Problem to solve. Look through the data below for the line with "#[cfg(test)]" and the line with "not reached in", then output those two and all lines in between, exactly as written.

Stored items.
"""

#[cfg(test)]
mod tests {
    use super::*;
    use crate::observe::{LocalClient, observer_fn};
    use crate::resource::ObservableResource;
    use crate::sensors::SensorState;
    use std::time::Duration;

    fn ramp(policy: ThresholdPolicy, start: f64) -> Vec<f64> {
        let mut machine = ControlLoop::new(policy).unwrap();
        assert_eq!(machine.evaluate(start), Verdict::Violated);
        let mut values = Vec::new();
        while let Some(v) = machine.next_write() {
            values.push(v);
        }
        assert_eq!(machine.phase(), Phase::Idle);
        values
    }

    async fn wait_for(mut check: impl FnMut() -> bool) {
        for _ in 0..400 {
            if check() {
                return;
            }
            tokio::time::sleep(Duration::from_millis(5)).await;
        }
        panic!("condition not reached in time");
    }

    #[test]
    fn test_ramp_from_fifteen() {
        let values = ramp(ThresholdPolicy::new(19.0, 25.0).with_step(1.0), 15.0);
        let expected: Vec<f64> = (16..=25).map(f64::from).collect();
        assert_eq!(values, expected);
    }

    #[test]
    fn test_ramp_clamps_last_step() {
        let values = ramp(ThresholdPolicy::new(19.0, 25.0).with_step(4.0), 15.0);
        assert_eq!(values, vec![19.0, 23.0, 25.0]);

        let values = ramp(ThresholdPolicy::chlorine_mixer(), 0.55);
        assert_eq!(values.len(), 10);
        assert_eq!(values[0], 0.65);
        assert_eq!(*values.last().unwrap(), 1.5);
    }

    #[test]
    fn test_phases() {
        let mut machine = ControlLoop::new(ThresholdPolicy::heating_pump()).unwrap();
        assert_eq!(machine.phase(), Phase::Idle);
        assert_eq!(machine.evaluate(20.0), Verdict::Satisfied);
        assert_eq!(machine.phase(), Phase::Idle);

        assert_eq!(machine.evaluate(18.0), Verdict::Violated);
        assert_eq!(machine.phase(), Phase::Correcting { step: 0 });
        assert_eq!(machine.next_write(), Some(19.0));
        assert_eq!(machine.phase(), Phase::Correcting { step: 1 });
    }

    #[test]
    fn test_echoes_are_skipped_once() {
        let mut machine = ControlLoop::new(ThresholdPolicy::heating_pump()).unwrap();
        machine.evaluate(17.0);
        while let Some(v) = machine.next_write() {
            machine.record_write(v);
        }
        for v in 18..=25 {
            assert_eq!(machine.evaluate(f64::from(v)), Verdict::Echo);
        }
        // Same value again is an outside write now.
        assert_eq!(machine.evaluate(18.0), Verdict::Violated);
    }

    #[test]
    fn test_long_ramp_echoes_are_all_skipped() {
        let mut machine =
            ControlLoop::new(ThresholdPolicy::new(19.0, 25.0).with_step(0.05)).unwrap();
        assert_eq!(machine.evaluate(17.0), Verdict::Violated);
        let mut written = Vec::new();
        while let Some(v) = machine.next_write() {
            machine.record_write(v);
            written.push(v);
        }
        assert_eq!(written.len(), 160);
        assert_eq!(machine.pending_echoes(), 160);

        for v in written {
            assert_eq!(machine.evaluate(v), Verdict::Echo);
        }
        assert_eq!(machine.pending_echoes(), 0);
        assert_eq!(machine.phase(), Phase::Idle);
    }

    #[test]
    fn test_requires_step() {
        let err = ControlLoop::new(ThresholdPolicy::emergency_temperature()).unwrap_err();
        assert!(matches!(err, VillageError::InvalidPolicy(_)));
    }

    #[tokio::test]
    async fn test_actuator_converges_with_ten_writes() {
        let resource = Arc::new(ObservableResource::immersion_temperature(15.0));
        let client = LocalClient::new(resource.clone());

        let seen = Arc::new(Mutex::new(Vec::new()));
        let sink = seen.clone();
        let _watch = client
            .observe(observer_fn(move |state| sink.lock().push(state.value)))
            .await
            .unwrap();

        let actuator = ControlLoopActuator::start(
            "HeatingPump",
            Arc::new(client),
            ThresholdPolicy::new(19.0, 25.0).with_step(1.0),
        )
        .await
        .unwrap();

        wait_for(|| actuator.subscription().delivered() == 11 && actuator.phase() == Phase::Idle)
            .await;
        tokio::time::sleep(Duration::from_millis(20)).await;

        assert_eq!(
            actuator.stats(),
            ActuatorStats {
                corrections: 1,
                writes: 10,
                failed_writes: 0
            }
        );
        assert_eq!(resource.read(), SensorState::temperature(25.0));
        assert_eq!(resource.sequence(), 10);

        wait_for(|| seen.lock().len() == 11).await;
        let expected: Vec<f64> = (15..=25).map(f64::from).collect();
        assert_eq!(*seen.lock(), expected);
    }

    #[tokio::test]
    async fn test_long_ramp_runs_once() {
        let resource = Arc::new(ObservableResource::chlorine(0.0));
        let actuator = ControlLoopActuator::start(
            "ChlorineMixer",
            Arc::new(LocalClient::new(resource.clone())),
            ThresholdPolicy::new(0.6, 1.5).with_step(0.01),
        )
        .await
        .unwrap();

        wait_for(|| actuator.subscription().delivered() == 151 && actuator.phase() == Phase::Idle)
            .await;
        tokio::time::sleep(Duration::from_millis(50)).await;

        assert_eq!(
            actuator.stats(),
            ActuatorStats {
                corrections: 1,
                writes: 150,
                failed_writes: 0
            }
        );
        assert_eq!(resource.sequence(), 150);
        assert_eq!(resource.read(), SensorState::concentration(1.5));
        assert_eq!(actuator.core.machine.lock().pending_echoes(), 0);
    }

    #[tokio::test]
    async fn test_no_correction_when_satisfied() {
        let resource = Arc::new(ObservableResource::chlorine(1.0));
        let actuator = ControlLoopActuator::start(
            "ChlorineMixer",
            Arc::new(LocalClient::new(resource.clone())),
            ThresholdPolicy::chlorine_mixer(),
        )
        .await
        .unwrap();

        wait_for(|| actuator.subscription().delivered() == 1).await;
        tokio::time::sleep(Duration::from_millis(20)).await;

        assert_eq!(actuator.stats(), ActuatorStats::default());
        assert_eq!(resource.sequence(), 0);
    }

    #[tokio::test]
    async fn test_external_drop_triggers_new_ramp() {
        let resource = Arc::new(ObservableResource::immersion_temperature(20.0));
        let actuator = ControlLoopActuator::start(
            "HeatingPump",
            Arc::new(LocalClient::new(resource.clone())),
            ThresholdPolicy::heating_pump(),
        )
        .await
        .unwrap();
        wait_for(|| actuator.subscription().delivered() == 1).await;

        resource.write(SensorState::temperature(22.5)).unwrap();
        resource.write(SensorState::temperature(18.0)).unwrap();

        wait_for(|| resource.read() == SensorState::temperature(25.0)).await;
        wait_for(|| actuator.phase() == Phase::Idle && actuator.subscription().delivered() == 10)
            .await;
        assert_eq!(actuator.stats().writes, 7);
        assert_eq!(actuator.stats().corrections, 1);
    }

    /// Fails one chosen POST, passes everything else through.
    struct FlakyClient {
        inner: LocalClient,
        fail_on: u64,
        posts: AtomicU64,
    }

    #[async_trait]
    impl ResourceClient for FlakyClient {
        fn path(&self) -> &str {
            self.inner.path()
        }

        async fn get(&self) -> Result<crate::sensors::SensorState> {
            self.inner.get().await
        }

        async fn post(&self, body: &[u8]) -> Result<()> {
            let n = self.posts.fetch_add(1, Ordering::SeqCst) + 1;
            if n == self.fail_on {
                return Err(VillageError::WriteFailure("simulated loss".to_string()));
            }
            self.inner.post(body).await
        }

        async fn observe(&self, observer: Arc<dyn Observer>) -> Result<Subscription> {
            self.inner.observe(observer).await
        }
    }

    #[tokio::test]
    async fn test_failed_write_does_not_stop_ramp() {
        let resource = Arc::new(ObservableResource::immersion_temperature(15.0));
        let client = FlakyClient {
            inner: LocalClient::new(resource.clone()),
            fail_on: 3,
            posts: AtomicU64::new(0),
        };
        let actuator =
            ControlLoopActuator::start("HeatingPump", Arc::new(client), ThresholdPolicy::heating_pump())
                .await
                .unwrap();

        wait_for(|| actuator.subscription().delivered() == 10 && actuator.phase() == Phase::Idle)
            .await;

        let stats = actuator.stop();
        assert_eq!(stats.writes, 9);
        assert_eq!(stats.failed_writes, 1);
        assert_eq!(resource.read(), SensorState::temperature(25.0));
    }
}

"""
"""

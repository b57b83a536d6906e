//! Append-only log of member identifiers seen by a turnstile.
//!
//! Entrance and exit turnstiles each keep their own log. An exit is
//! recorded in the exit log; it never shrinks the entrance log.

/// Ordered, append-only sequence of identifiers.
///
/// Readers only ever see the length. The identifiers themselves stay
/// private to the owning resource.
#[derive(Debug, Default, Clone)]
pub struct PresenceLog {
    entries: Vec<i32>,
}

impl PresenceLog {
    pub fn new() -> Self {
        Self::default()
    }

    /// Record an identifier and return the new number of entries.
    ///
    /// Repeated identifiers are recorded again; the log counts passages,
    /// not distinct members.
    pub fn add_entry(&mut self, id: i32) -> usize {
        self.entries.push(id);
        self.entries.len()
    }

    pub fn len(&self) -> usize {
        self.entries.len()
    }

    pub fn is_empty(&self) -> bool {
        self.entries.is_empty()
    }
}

"""

Response to this task.
#[cfg(test)]
mod tests {
    use super::*;
    use crate::observe::{LocalClient, observer_fn};
    use crate::resource::ObservableResource;
    use crate::sensors::SensorState;
    use std::time::Duration;

    fn ramp(policy: ThresholdPolicy, start: f64) -> Vec<f64> {
        let mut machine = ControlLoop::new(policy).unwrap();
        assert_eq!(machine.evaluate(start), Verdict::Violated);
        let mut values = Vec::new();
        while let Some(v) = machine.next_write() {
            values.push(v);
        }
        assert_eq!(machine.phase(), Phase::Idle);
        values
    }

    async fn wait_for(mut check: impl FnMut() -> bool) {
        for _ in 0..400 {
            if check() {
                return;
            }
            tokio::time::sleep(Duration::from_millis(5)).await;
        }
        panic!("condition not reached in time");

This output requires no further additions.